Choice, which is 51 percent owned by the Bainum family of Montgomery County, has a unique business model. Rather than owning or running hotels, it collects a flat royalty from its franchisees, which averages 4.2 percent of gross room revenue but can vary widely based on negotiations with individual franchisees. Choice gets an additional 3.8 percent of gross room revenue to fund its worldwide marketing and reservation system.
Joyce, a New Carrollton native, went to Largo Senior High School and graduated from the University of Virginia’s McIntire School of Commerce.
How did you get the stock price from $25.65 when we talked three years ago to over $39 today?
In fairness, the stock had dipped when we talked [in 2009]. When I came in, in May of 2008, it was $35. We had just started to slow down.

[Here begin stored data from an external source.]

//! Gibbs update of the Dirichlet process concentration parameter
#[cfg(feature = "serde1")]
use serde::{Deserialize, Serialize};

use rand::Rng;
use thiserror::Error;

use crate::misc::rvs;

#[derive(Debug, Clone, PartialEq, Error)]
#[cfg_attr(feature = "serde1", derive(Serialize, Deserialize))]
#[cfg_attr(feature = "serde1", serde(rename_all = "snake_case"))]
pub enum ConcentrationError {
    /// The shape of the Gamma prior is not positive and finite
    #[error("prior shape must be positive and finite, got {shape}")]
    InvalidShape { shape: f64 },
    /// The rate of the Gamma prior is not positive and finite
    #[error("prior rate must be positive and finite, got {rate}")]
    InvalidRate { rate: f64 },
}

/// Gibbs update of α under a Gamma(shape, rate) prior using the auxiliary
/// variable scheme of Escobar and West (1995).
///
/// Given the number of clusters, k, and of items, n:
///
/// 1. η ~ Beta(α + 1, n)
/// 2. α ~ π Gamma(a + k, b - ln η) + (1 - π) Gamma(a + k - 1, b - ln η)
///
/// where π/(1 - π) = (a + k - 1) / (n (b - ln η)).
///
/// # Example
///
/// ```rust
/// use dpmix::sampler::GammaPriorConcentration;
/// use rand::SeedableRng;
/// use rand_xoshiro::Xoshiro256Plus;
///
/// let mut rng = Xoshiro256Plus::seed_from_u64(7);
/// let sampler = GammaPriorConcentration::new(1.0, 1.0).unwrap();
///
/// let alpha = sampler.sample(1.0, 3, 50, &mut rng);
/// assert!(alpha > 0.0);
/// ```
#[derive(Debug, Clone, PartialEq)]
#[cfg_attr(feature = "serde1", derive(Serialize, Deserialize))]
#[cfg_attr(feature = "serde1", serde(rename_all = "snake_case"))]
pub struct GammaPriorConcentration {
    shape: f64,
    rate: f64,
}

impl GammaPriorConcentration {
    pub fn new(shape: f64, rate: f64) -> Result<Self, ConcentrationError> {
        if !(shape.is_finite() && shape > 0.0) {
            Err(ConcentrationError::InvalidShape { shape })
        } else if !(rate.is_finite() && rate > 0.0) {
            Err(ConcentrationError::InvalidRate { rate })
        } else {
            Ok(GammaPriorConcentration { shape, rate })
        }
    }

    #[inline]
    pub fn shape(&self) -> f64 {
        self.shape
    }

    #[inline]
    pub fn rate(&self) -> f64 {
        self.rate
    }

    /// Draw a new α given the previous value, the number of clusters and
    /// the number of items.
    ///
    /// # Panics
    ///
    /// Panics if `n_items` is zero.
    pub fn sample<R: Rng>(
        &self,
        alpha: f64,
        n_clusters: usize,
        n_items: usize,
        rng: &mut R,
    ) -> f64 {
        assert!(n_items > 0, "the concentration is undefined for no items");

        let k = n_clusters as f64;
        let n = n_items as f64;

        let eta = rvs::draw_beta(alpha + 1.0, n, rng);
        let rate = self.rate - eta.ln();

        let x = (self.shape + k - 1.0) / (n * rate);
        let pi = x / (1.0 + x);

        let shape = if rng.gen::<f64>() < pi {
            self.shape + k
        } else {
            self.shape + k - 1.0
        };
        rvs::draw_gamma(shape, rate, rng)
    }
}

#[cfg(test)]
mod tests {
    use super::*;
    use rand::SeedableRng;
    use rand_xoshiro::Xoshiro256Plus;

    #[test]
    fn new_validates() {
        assert!(GammaPriorConcentration::new(1.0, 1.0).is_ok());
        assert_eq!(
            GammaPriorConcentration::new(0.0, 1.0),
            Err(ConcentrationError::InvalidShape { shape: 0.0 })
        );
        assert_eq!(
            GammaPriorConcentration::new(1.0, f64::INFINITY),
            Err(ConcentrationError::InvalidRate {
                rate: f64::INFINITY
            })
        );
    }

    #[test]
    fn draws_are_positive_and_finite() {
        let mut rng = Xoshiro256Plus::seed_from_u64(0xC0FFEE);
        let sampler = GammaPriorConcentration::new(0.01, 0.01).unwrap();
        let mut alpha = 1.0;
        for _ in 0..1_000 {
            alpha = sampler.sample(alpha, 1, 100, &mut rng);
            assert!(alpha > 0.0 && alpha.is_finite());
            assert!(alpha.ln().is_finite());
        }
    }

    #[test]
    fn more_clusters_means_larger_alpha() {
        let mut rng = Xoshiro256Plus::seed_from_u64(3);
        let sampler = GammaPriorConcentration::new(1.0, 1.0).unwrap();
        let mean = |k: usize, rng: &mut Xoshiro256Plus| {
            let mut alpha = 1.0;
            let mut total = 0.0;
            for _ in 0..2_000 {
                alpha = sampler.sample(alpha, k, 100, rng);
                total += alpha;
            }
            total / 2_000.0
        };
        let few = mean(1, &mut rng);
        let many = mean(30, &mut rng);
        assert!(many > few);
    }

    #[test]
    #[should_panic]
    fn zero_items_panics() {
        let mut rng = Xoshiro256Plus::seed_from_u64(3);
        let sampler = GammaPriorConcentration::new(1.0, 1.0).unwrap();
        sampler.sample(1.0, 0, 0, &mut rng);
    }
}
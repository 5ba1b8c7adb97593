#[cfg(feature = "serde1")]
use serde::{Deserialize, Serialize};

use rand::Rng;

use super::{shuffled_items, PartitionSampler};
use crate::data::Partition;
use crate::misc::rvs::draw_uniform;
use crate::misc::{ln_pflip, pflip};
use crate::traits::{BaseMeasure, Density};

/// Metropolis-within-Gibbs reassignment for non-conjugate models (Neal
/// 2000, algorithm 7).
///
/// A sweep has two phases, each visiting the items in a fresh random order.
///
/// 1. An item alone in its cluster proposes joining an existing cluster
///    picked in proportion to its size. Any other item proposes opening a
///    new singleton cluster with a value drawn from the base measure. Both
///    are accepted with the Metropolis ratio of the item's likelihoods
///    corrected by ln(n - 1) - ln(α) or its negation.
/// 2. Items not in singleton clusters are reassigned among the existing
///    clusters only, weighted by size times likelihood.
///
/// Phase 2 skips singletons outright rather than conditioning on them,
/// which differs from the published algorithm. The behaviour is kept as is.
#[derive(Debug, Clone, Copy, PartialEq, Eq, Default)]
#[cfg_attr(feature = "serde1", derive(Serialize, Deserialize))]
pub struct MetropolisGibbs;

impl MetropolisGibbs {
    fn propose_moves<X, P, D, B, R>(
        data: &[X],
        partition: &mut Partition<P>,
        alpha: f64,
        density: &D,
        base: &B,
        rng: &mut R,
    ) where
        D: Density<X, P>,
        B: BaseMeasure<P>,
        R: Rng,
    {
        let ln_n_alpha = ((data.len() - 1) as f64).ln() - alpha.ln();

        for item in shuffled_items(data.len(), rng) {
            let x = &data[item];
            let old_ix = partition.take_item(item);
            let old_ll = density.ln_f(x, partition.value(old_ix));

            if partition.cell(old_ix).is_empty() {
                // Every other item is somewhere, so the counts sum to n - 1
                let weights: Vec<f64> =
                    partition.counts().iter().map(|&ct| ct as f64).collect();
                let new_ix = pflip(&weights, rng);
                let new_ll = density.ln_f(x, partition.value(new_ix));

                let ln_ratio = ln_n_alpha + new_ll - old_ll;
                if ln_ratio >= draw_uniform(rng).ln() {
                    partition.add_item(item, new_ix);
                } else {
                    partition.add_item(item, old_ix);
                }
            } else {
                let value = base.draw(rng);
                let new_ll = density.ln_f(x, &value);

                let ln_ratio = new_ll - old_ll - ln_n_alpha;
                if ln_ratio >= draw_uniform(rng).ln() {
                    let new_ix = partition.add_cell(value);
                    partition.add_item(item, new_ix);
                } else {
                    partition.add_item(item, old_ix);
                }
            }
        }
        partition.remove_empty_cells();
    }

    fn reassign_shared<X, P, D, R>(
        data: &[X],
        partition: &mut Partition<P>,
        density: &D,
        rng: &mut R,
    ) where
        D: Density<X, P>,
        R: Rng,
    {
        for item in shuffled_items(data.len(), rng) {
            let Some(old_ix) = partition.cell_of(item) else {
                continue;
            };
            if partition.cell(old_ix).len() == 1 {
                continue;
            }
            let x = &data[item];
            partition.remove_item(item, old_ix);

            let ln_weights: Vec<f64> = partition
                .cells()
                .iter()
                .map(|cell| {
                    (cell.len() as f64).ln() + density.ln_f(x, cell.value())
                })
                .collect();

            let new_ix = ln_pflip(&ln_weights, rng);
            partition.add_item(item, new_ix);
        }
        partition.remove_empty_cells();
    }
}

impl<X, P, D, B> PartitionSampler<X, P, D, B> for MetropolisGibbs
where
    D: Density<X, P>,
    B: BaseMeasure<P>,
{
    fn sample<R: Rng>(
        &mut self,
        data: &[X],
        partition: &mut Partition<P>,
        alpha: f64,
        density: &D,
        base: &B,
        rng: &mut R,
    ) {
        if data.len() < 2 {
            return;
        }
        partition.remove_empty_cells();
        Self::propose_moves(data, partition, alpha, density, base, rng);
        Self::reassign_shared(data, partition, density, rng);
    }
}

#[cfg(test)]
mod tests {
    use super::*;
    use crate::data::BinomialDatum;
    use crate::dist::{Beta, BetaProposal, Binomial, Gamma, Poisson};
    use crate::sampler::{AtomSampler, MetropolisAtomSampler};
    use crate::test::{binomial_data, separates};
    use rand::SeedableRng;
    use rand_xoshiro::Xoshiro256Plus;

    #[test]
    fn keeps_every_item_exactly_once() {
        let mut rng = Xoshiro256Plus::seed_from_u64(81);
        let data: Vec<u32> = (0..25).map(|i| (i * 3) % 11).collect();
        let labels: Vec<usize> = (0..25).collect();
        let values: Vec<f64> = data.iter().map(|&x| f64::from(x) + 0.5).collect();
        let mut part = Partition::from_labels(&labels, values).unwrap();
        let base = Gamma::new(1.0, 0.2).unwrap();

        let mut sampler = MetropolisGibbs;
        for _ in 0..20 {
            sampler.sample(&data, &mut part, 1.0, &Poisson, &base, &mut rng);
            assert!(part.validate(25).is_ok());
            assert!(part.cells().iter().all(|cell| !cell.is_empty()));
        }
    }

    #[test]
    fn single_item_is_left_alone() {
        let mut rng = Xoshiro256Plus::seed_from_u64(82);
        let data = vec![BinomialDatum::new(3, 10)];
        let mut part = Partition::from_labels(&[0], vec![0.3]).unwrap();
        let mut sampler = MetropolisGibbs;
        sampler.sample(&data, &mut part, 1.0, &Binomial, &Beta::uniform(), &mut rng);
        assert_eq!(part.n_cells(), 1);
        assert_eq!(*part.value(0), 0.3);
    }

    #[test]
    fn separates_well_separated_groups() {
        let mut rng = Xoshiro256Plus::seed_from_u64(83);
        let data = binomial_data(&[1, 2, 1, 0, 2, 19, 18, 20, 19, 18], 20);
        let mut part = Partition::from_labels(&[0; 10], vec![0.5]).unwrap();
        let base = Beta::uniform();

        let mut sampler = MetropolisGibbs;
        let mut atoms = MetropolisAtomSampler::new(BetaProposal::new(10.0).unwrap());
        for _ in 0..300 {
            sampler.sample(&data, &mut part, 1.0, &Binomial, &base, &mut rng);
            atoms.sample(&data, &mut part, &Binomial, &base, &mut rng);
        }
        assert!(separates(&part.labels(), &[0, 1, 2, 3, 4], &[5, 6, 7, 8, 9]));
    }
}
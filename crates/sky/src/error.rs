//! Errors raised at the configuration boundary.
//!
//! The simulation itself is total: unknown categories fall back, speeds clamp.
//! Only building a sky from outside input can fail.

/// Errors from parsing or validating sky setup.
#[derive(Debug, thiserror::Error)]
pub enum SkyError {
    #[error("unknown {kind} category: {name:?}")]
    UnknownCategory { kind: &'static str, name: String },

    #[error("invalid viewport width: {0}px")]
    InvalidViewport(f64),

    #[error("invalid configuration: {field}: {reason}")]
    InvalidConfig { field: &'static str, reason: String },

    #[error("failed to parse configuration: {0}")]
    Parse(#[from] toml::de::Error),
}

pub type Result<T> = std::result::Result<T, SkyError>;
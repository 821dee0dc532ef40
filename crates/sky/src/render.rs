//! The seam between the simulation and whatever draws the clouds.
//!
//! The core never looks inside a visual. It asks for one at creation time and
//! writes positions through its handle on every tick. Positions crossing this
//! seam are in the host's top-down convention.

/// Attributes for a new cloud visual. `y` is already flipped to top-down.
#[derive(Clone, Copy, PartialEq, Debug)]
pub struct VisualSpec {
    pub width_px: f64,
    pub height_px: f64,
    pub blur_px: f64,
    pub opacity: f64,
    pub x: f64,
    pub y: f64,
}

pub trait Renderer {
    /// Opaque reference to a created visual.
    type Handle;

    fn create_visual(&mut self, spec: &VisualSpec) -> Self::Handle;

    fn update_position(&mut self, handle: &Self::Handle, x: f64, y: f64);
}

/// Bottom-up simulation y to the host's top-down y.
#[must_use]
pub fn display_y(y: f64) -> f64 {
    100.0 - y
}

/// A visual held by `MemoryRenderer`, with its latest displayed position.
#[derive(Clone, Copy, PartialEq, Debug)]
pub struct MemoryVisual {
    pub spec: VisualSpec,
    pub x: f64,
    pub y: f64,
    pub updates: u64,
}

/// Headless renderer: keeps every visual in a `Vec`, handles are indices.
#[derive(Debug, Default)]
pub struct MemoryRenderer {
    visuals: Vec<MemoryVisual>,
}

impl MemoryRenderer {
    #[must_use]
    pub fn new() -> Self {
        Self::default()
    }

    #[must_use]
    pub fn visuals(&self) -> &[MemoryVisual] {
        &self.visuals
    }

    #[must_use]
    pub fn get(&self, handle: usize) -> Option<&MemoryVisual> {
        self.visuals.get(handle)
    }
}

impl Renderer for MemoryRenderer {
    type Handle = usize;

    fn create_visual(&mut self, spec: &VisualSpec) -> usize {
        self.visuals.push(MemoryVisual {
            spec: *spec,
            x: spec.x,
            y: spec.y,
            updates: 0,
        });
        self.visuals.len() - 1
    }

    fn update_position(&mut self, handle: &usize, x: f64, y: f64) {
        if let Some(visual) = self.visuals.get_mut(*handle) {
            visual.x = x;
            visual.y = y;
            visual.updates += 1;
        }
    }
}

#[cfg(test)]
mod tests {
    use super::*;

    fn spec() -> VisualSpec {
        VisualSpec {
            width_px: 220.0,
            height_px: 220.0,
            blur_px: 85.0,
            opacity: 0.68,
            x: 10.0,
            y: 40.0,
        }
    }

    #[test]
    fn display_y_flips_axis() {
        assert!((display_y(0.0) - 100.0).abs() < 1e-12);
        assert!((display_y(100.0)).abs() < 1e-12);
        assert!((display_y(-10.0) - 110.0).abs() < 1e-12);
    }

    #[test]
    fn memory_renderer_hands_out_sequential_handles() {
        let mut renderer = MemoryRenderer::new();
        assert_eq!(renderer.create_visual(&spec()), 0);
        assert_eq!(renderer.create_visual(&spec()), 1);
        assert_eq!(renderer.visuals().len(), 2);
    }

    #[test]
    fn memory_renderer_records_updates() {
        let mut renderer = MemoryRenderer::new();
        let handle = renderer.create_visual(&spec());
        renderer.update_position(&handle, 12.5, 60.0);
        renderer.update_position(&handle, 13.0, 59.5);

        let visual = renderer.get(handle).unwrap();
        assert_eq!(visual.updates, 2);
        assert!((visual.x - 13.0).abs() < 1e-12);
        assert!((visual.y - 59.5).abs() < 1e-12);
        assert_eq!(visual.spec, spec());
    }

    #[test]
    fn memory_renderer_ignores_unknown_handle() {
        let mut renderer = MemoryRenderer::new();
        renderer.update_position(&7, 1.0, 1.0);
        assert!(renderer.visuals().is_empty());
    }
}
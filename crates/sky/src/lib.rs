//! Wind-driven cloud backdrop.
//!
//! A `Sky` owns a viewport, the wind, an ordered set of clouds and the
//! renderer that draws them. The host calls `tick()` once per frame.

pub mod category;
pub mod config;
pub mod error;
pub mod registry;
pub mod render;
pub mod scene;
pub mod wind;

#[cfg(target_arch = "wasm32")]
pub mod web;

use std::fmt;

use rand::Rng;

pub use category::{Size, Thickness};
pub use config::SkyConfig;
pub use error::{Result, SkyError};
pub use registry::{Cloud, CloudParams, CloudRegistry, Extent, Position, Viewport};
pub use render::{MemoryRenderer, Renderer, VisualSpec};
pub use wind::{SpeedPreset, Wind};

/// One independent sky. Nothing here is global; several can coexist.
pub struct Sky<R: Renderer> {
    viewport: Viewport,
    wind: Wind,
    clouds: CloudRegistry<R::Handle>,
    renderer: R,
    ticks: u64,
}

impl<R: Renderer> fmt::Debug for Sky<R> {
    fn fmt(&self, f: &mut fmt::Formatter<'_>) -> fmt::Result {
        f.debug_struct("Sky")
            .field("viewport", &self.viewport)
            .field("wind", &self.wind)
            .field("clouds", &self.clouds.len())
            .field("ticks", &self.ticks)
            .finish_non_exhaustive()
    }
}

impl<R: Renderer> Sky<R> {
    /// Validate `config` and create its clouds in order.
    pub fn new(config: &SkyConfig, renderer: R) -> Result<Self> {
        config.validate()?;
        let mut sky = Self {
            viewport: config.viewport()?,
            wind: config.wind(),
            clouds: CloudRegistry::new(),
            renderer,
            ticks: 0,
        };
        for params in &config.clouds {
            sky.create(params);
        }
        log::info!(
            "sky ready: {} clouds, {}px viewport",
            sky.clouds.len(),
            sky.viewport.width_px()
        );
        Ok(sky)
    }

    /// An empty sky with the default wind.
    pub fn with_viewport(viewport: Viewport, renderer: R) -> Self {
        Self {
            viewport,
            wind: Wind::default(),
            clouds: CloudRegistry::new(),
            renderer,
            ticks: 0,
        }
    }

    pub fn create(&mut self, params: &CloudParams) -> &Cloud<R::Handle> {
        self.clouds.create(params, self.viewport, &mut self.renderer)
    }

    pub fn add_random_cloud<G: Rng + ?Sized>(&mut self, rng: &mut G) -> &Cloud<R::Handle> {
        let params = scene::random_cloud(rng);
        self.create(&params)
    }

    pub fn set_wind_speed(&mut self, value: f64) {
        self.wind.set_speed(value);
    }

    pub fn set_wind_direction(&mut self, degrees: f64) {
        self.wind.set_direction(degrees);
    }

    /// Advance every cloud by one step.
    pub fn tick(&mut self) {
        self.ticks = self.ticks.wrapping_add(1);
        self.wind.tick(&mut self.clouds, &mut self.renderer);
    }

    #[must_use]
    pub fn wind(&self) -> &Wind {
        &self.wind
    }

    #[must_use]
    pub fn clouds(&self) -> &CloudRegistry<R::Handle> {
        &self.clouds
    }

    #[must_use]
    pub fn viewport(&self) -> Viewport {
        self.viewport
    }

    #[must_use]
    pub fn renderer(&self) -> &R {
        &self.renderer
    }

    pub fn renderer_mut(&mut self) -> &mut R {
        &mut self.renderer
    }

    #[must_use]
    pub fn ticks(&self) -> u64 {
        self.ticks
    }
}
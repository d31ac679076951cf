use core::result;
use std::io;

use nix::errno::Errno;
use thiserror::Error;

/// A helper type for wrapping a [result::Result] such that we can reduce noise in our signatures.
pub type Result<T> = result::Result<T, Error>;

/// An error representing a failure to set up or drive a socket endpoint.
///
/// None of these ever cross the [super::Socket] boundary directly; the capability methods degrade
/// them to their boolean/empty sentinels and report the detail through [tracing]. The `try_*`
/// variants on the concrete socket types surface them as-is.
#[derive(Debug, Error)]
pub enum Error {
    #[error("encountered unexpected IO error: {0}")]
    IO(
        #[from]
        #[source]
        io::Error,
    ),
    #[error("failed to resolve remote endpoint {0:?}")]
    InvalidAddress(String),
    #[error("socket is not open")]
    NotOpen,
    #[error("connection closed by peer")]
    Disconnected,
}

impl From<Errno> for Error {
    fn from(value: Errno) -> Self {
        Self::IO(io::Error::from(value))
    }
}
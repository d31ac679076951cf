use std::net::{SocketAddr, ToSocketAddrs};

use super::{Error, Result};

/// Resolve a remote endpoint into a concrete [SocketAddr].
///
/// Accepts dotted-quad IPv4 literals as well as anything the system resolver can turn into an
/// address. IPv4 results are preferred when present so behavior stays stable on dual-stack
/// hosts, but a v6-only resolution is still usable. Port 0 is never a valid remote port and is
/// rejected up front.
pub(super) fn resolve(host: &str, port: u16) -> Result<SocketAddr> {
    if port == 0 {
        return Err(Error::InvalidAddress(format!("{}:{}", host, port)));
    }

    let addrs: Vec<SocketAddr> = (host, port)
        .to_socket_addrs()
        .map_err(|_| Error::InvalidAddress(format!("{}:{}", host, port)))?
        .collect();

    addrs
        .iter()
        .find(|addr| addr.is_ipv4())
        .or_else(|| addrs.first())
        .copied()
        .ok_or_else(|| Error::InvalidAddress(format!("{}:{}", host, port)))
}

#[cfg(test)]
mod tests {
    use super::*;

    #[test]
    fn resolves_loopback_literal() {
        let addr = resolve("127.0.0.1", 8080).unwrap();
        assert!(addr.is_ipv4());
        assert_eq!(addr.port(), 8080);
    }

    #[test]
    fn rejects_port_zero() {
        assert!(resolve("127.0.0.1", 0).is_err());
    }

    #[test]
    fn rejects_garbage_host() {
        assert!(resolve("not an address", 8080).is_err());
    }

    #[test]
    fn carries_requested_port_through_resolution() {
        // "localhost" may resolve to ::1, 127.0.0.1 or both depending on the host setup;
        // whichever address wins must carry the requested port.
        if let Ok(addr) = resolve("localhost", 9091) {
            assert_eq!(addr.port(), 9091);
        }
    }
}
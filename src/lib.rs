//! # libsock
//!
//! This is a small blocking socket toolkit tailored for simple point-to-point networking on
//! linux. It wraps connection-oriented (TCP) and connectionless (UDP) endpoints behind one
//! uniform open/send/receive/close contract, layering partial-I/O retries, bounded waits and
//! delimiter framing on top of plain blocking system calls. There is no executor and no event
//! loop; every call runs to completion on the caller's thread, which keeps each socket a
//! single-connection, single-flow object.
//!
//! At a high level a TCP exchange works as you would expect:
//!
//! ```no_run
//! use std::time::Duration;
//!
//! use libsock::net::{Socket, TcpSocket};
//!
//! let mut client = TcpSocket::new("127.0.0.1", 9091);
//!
//! if !client.open() {
//!     eprintln!("failed to reach remote server");
//!     return;
//! }
//!
//! client.set_keep_alive(true);
//!
//! if client.send(b"Hello from client!") {
//!     let response = client.recv_timeout(Duration::from_secs(3), 4096);
//!     println!("Server response: {}", String::from_utf8_lossy(&response));
//! }
//!
//! client.close();
//! ```
//!
//! Datagram endpoints follow the same shape, the only difference being that opening one never
//! performs a handshake and therefore only fails on local errors:
//!
//! ```no_run
//! use libsock::net::{Socket, UdpSocket};
//!
//! let mut socket = UdpSocket::new("127.0.0.1", 9092);
//!
//! if socket.open() {
//!     socket.send(b"ping");
//!     let reply = socket.receive();
//!     println!("Reply: {}", String::from_utf8_lossy(&reply));
//!     socket.close();
//! }
//! ```
//!
//! Failures never cross the contract as structured errors: operations answer with a boolean or
//! an empty buffer and the diagnostic detail goes to [tracing]. Callers that need to tell "no
//! data" from "peer closed" from "hard error" can use the `try_*` variants on the concrete
//! types, which expose the [net::Received] tri-state and a structured [net::Error].

pub mod net;
//! The [self] package handles all logic relating to opening and driving point-to-point network
//! sockets. It exposes a small set of blocking socket implementations behind one capability
//! contract, so simple client networking looks the same across transport kinds.
//!
//! This module primarily exposes the following objects:
//! - [Socket] which is the uniform open/close/send/receive contract.
//! - [TcpSocket] which represents a blocking connection-oriented stream socket.
//! - [UdpSocket] which represents a blocking connectionless datagram socket.
//!
//! Every operation is a direct blocking system call on the caller's thread; there is no
//! internal scheduling of any kind, and each instance is meant to be driven by one logical flow
//! of control at a time. Only [TcpSocket::recv_timeout] and [UdpSocket::recv_timeout] bound
//! their own waiting; the per-handle OS timeouts set through `set_recv_timeout` and
//! `set_send_timeout` are the opt-in bound for everything else.

mod addr;
mod dgram;
mod error;
mod probe;
mod socket;
mod stream;

pub use dgram::UdpSocket;
pub use error::{Error, Result};
pub use probe::is_socket_healthy;
pub use socket::{Received, Socket, DEFAULT_RECV_SIZE};
pub use stream::TcpSocket;
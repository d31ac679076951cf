use std::os::fd::{BorrowedFd, RawFd};

use nix::sys::socket::{getsockopt, sockopt};

/// Report whether a raw socket handle looks healthy: the handle is non-negative, the kernel
/// accepts an `SO_ERROR` query against it, and no error is pending.
///
/// Historically this check was known as "is port busy", but it never inspected port occupancy
/// at all; the behavior is kept as-is and only the name corrects the record. Callers use it
/// defensively before reusing a handle they obtained earlier.
pub fn is_socket_healthy(fd: RawFd) -> bool {
    if fd < 0 {
        return false;
    }

    // SAFETY: the fd is borrowed only for the duration of the getsockopt call; a stale or
    // foreign fd makes the kernel return an error, which reads as unhealthy.
    let fd = unsafe { BorrowedFd::borrow_raw(fd) };
    matches!(getsockopt(&fd, sockopt::SocketError), Ok(0))
}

One of the advantages I had is this company has [plenty of room] on the balance sheet. We had the opportunity to invest $50 million in infrastructure. We went from a competent technology position to an industry leader.
We were first with the iPhone app and very quickly followed that with the Droid app. Our mobile bookings are up approximately 250 percent year-over-year. We are convinced people are going to go mobile. . . .
Most likely it’s going to be a personal device like a pad. You can see it coming.
Speaking of predictions, what’s the summer travel season look like?
Americans are ready to take their vacations, and nothing is going to stop them. We did a survey and nine out of 10 said that I’m taking the same amount of vacation or more.
What about unemployment?
The people with jobs, because the companies are doing so well, they feel stable.
Everything’s been stress-tested and they’re still traveling. They worked their way through high gas prices, which have come down. They worked their way through the histrionics over Europe, and that hasn’t slowed them down.
It’s not getting better in a hurry, but as long as it’s not deteriorating . . . people feel very good about that.